Furthermore, doctors are not too far away now. If the VHAs are not able to solve the problem, patients can easily contact their doctors remotely on an online platform.
3. Personalizing Post-Discharge Plans
AI solutions for hospitals can now create personalized post-discharge plans. AI can learn from data and use it to make recommendations. After treatment, patients need some post-discharge care to maintain their effects and to ensure that there are no side effects.
Such plans tell patients about the medicines they should take and at what times, the type of exercises they should do, the types of foods they should eat and avoid, follow-up care, lifestyle modifications, etc. Such AI-powered plans are tailored to specific patients and consider medical backgrounds before making suggestions.
Personalized treatment plans are a milestone in healthcare as patients feel safe and supported. The use of VHAs and chatbots further enhances the effectiveness of such a solution, as worried patients can ask chatbots as many questions as they like. Chatbots and VHAs use multitudes of data, are trained on commonly asked questions, and can easily answer all questions.
4. Predicting High-Risk Patients
AI algorithms train on available data and learn to make predictions about this data. So, when exposed to patient data, like their lab reports, genomic data, medical history, etc., the AI algorithms can detect patterns and use real-time data to find similar cases with the same conditions and symptoms.
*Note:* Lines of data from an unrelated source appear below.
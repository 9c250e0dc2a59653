//! Error type shared by all capability interfaces.

use thiserror::Error;

/// Errors returned by a remote service call.
#[derive(Debug, Error)]
pub enum ServiceError {
    /// Could not reach the service.
    #[error("Connection failed: {0}")]
    ConnectionFailed(String),

    /// Request timed out.
    #[error("Request timed out")]
    Timeout,

    /// The service answered with an error.
    #[error("API error ({status}): {message}")]
    Api { status: u16, message: String },

    /// The referenced resource does not exist.
    #[error("Not found: {0}")]
    NotFound(String),

    /// The response could not be understood.
    #[error("Invalid response: {0}")]
    InvalidResponse(String),

    /// Local I/O failure (reading the recording, writing the outbox, ...).
    #[error("I/O error: {0}")]
    Io(#[from] std::io::Error),
}

impl ServiceError {
    /// Creates an API error.
    pub fn api(status: u16, message: impl Into<String>) -> Self {
        Self::Api {
            status,
            message: message.into(),
        }
    }

    /// Whether a repeat of the same call could plausibly succeed.
    ///
    /// The pipeline never retries on its own; this only feeds log output.
    pub fn is_retryable(&self) -> bool {
        match self {
            Self::ConnectionFailed(_) | Self::Timeout => true,
            Self::Api { status, .. } => *status == 429 || *status >= 500,
            Self::NotFound(_) | Self::InvalidResponse(_) | Self::Io(_) => false,
        }
    }
}

impl From<reqwest::Error> for ServiceError {
    fn from(e: reqwest::Error) -> Self {
        if e.is_timeout() {
            ServiceError::Timeout
        } else if e.is_connect() {
            ServiceError::ConnectionFailed(e.to_string())
        } else if e.is_decode() {
            ServiceError::InvalidResponse(e.to_string())
        } else if let Some(status) = e.status() {
            ServiceError::api(status.as_u16(), e.to_string())
        } else {
            ServiceError::ConnectionFailed(e.to_string())
        }
    }
}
It can predict diseases that a patient might have. Such is an excellent example of how AI helps reduce hospital readmissions and admissions in the first place.
If people know what disease they may suffer from, they can take all preventative measures to avoid getting the disease. Such precautionary actions turn out to be very fruitful in the long run as they save the patient a lot of time, money, and health in case they contract the disease.
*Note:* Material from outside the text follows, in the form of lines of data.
//! Trait definitions for the remote services.

use async_trait::async_trait;
use std::path::Path;

use super::error::ServiceError;
use super::types::{JobHandle, OutgoingMail};

/// Object storage used to stage recordings for transcription.
#[async_trait]
pub trait ObjectStore: Send + Sync {
    /// Returns the name of this implementation.
    fn name(&self) -> &str;

    /// Uploads the file at `source` under `key`.
    async fn put(&self, key: &str, source: &Path) -> Result<(), ServiceError>;

    /// Deletes the object stored under `key`.
    async fn delete(&self, key: &str) -> Result<(), ServiceError>;

    /// URI the job service should read the object from.
    fn media_uri(&self, key: &str) -> String;
}

/// Service running long-lived transcription jobs.
#[async_trait]
pub trait JobService: Send + Sync {
    /// Returns the name of this implementation.
    fn name(&self) -> &str;

    /// Starts a job named `job_name` transcribing the media at `media_uri`.
    async fn submit(&self, job_name: &str, media_uri: &str) -> Result<JobHandle, ServiceError>;

    /// Fetches the current state of a job.
    async fn status(&self, job_name: &str) -> Result<JobHandle, ServiceError>;

    /// Deletes a job and its stored output.
    async fn delete(&self, job_name: &str) -> Result<(), ServiceError>;
}

/// Downloads the transcript document of a finished job.
#[async_trait]
pub trait ResultFetcher: Send + Sync {
    /// Returns the raw document body.
    async fn fetch(&self, uri: &str) -> Result<Vec<u8>, ServiceError>;
}

/// Delivers the final message.
#[async_trait]
pub trait Mailer: Send + Sync {
    /// Returns the name of this implementation.
    fn name(&self) -> &str;

    /// Sends a message.
    async fn send(&self, mail: &OutgoingMail) -> Result<(), ServiceError>;
}
//! Plain HTTP download of transcript documents.

use async_trait::async_trait;
use reqwest::Client;

use crate::services::{ResultFetcher, ServiceError};

use super::{build_http_client, error_from_response};

/// Downloads documents with a GET request.
#[derive(Clone)]
pub struct HttpResultFetcher {
    client: Client,
}

impl HttpResultFetcher {
    pub fn new(timeout_secs: u32) -> Result<Self, ServiceError> {
        Ok(Self::with_client(build_http_client(timeout_secs)?))
    }

    pub fn with_client(client: Client) -> Self {
        Self { client }
    }
}

#[async_trait]
impl ResultFetcher for HttpResultFetcher {
    async fn fetch(&self, uri: &str) -> Result<Vec<u8>, ServiceError> {
        let response = self.client.get(uri).send().await?;
        if !response.status().is_success() {
            return Err(error_from_response(response).await);
        }
        Ok(response.bytes().await?.to_vec())
    }
}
5. Optimizing Patient Care
Since patients receive personalized post-charge care, and since they also have VHAs and chatbots to help them and alert them with medical reminders, it keeps them updated and involved in their treatment process. It optimizes care in this way and lets both the patients and the healthcare providers be stress-free. Since everything is being monitored remotely, all information is openly available. Medical intervention can take place immediately when required, and such care avoids emergency room visits and unnecessary hospital stays.
Conclusion
AI in healthcare is improving efficiency while lowering readmission rates. Hospitals now can maximize resource allocation and raise the general standard of patient care with AI approaches like predictive analysis and remote monitoring.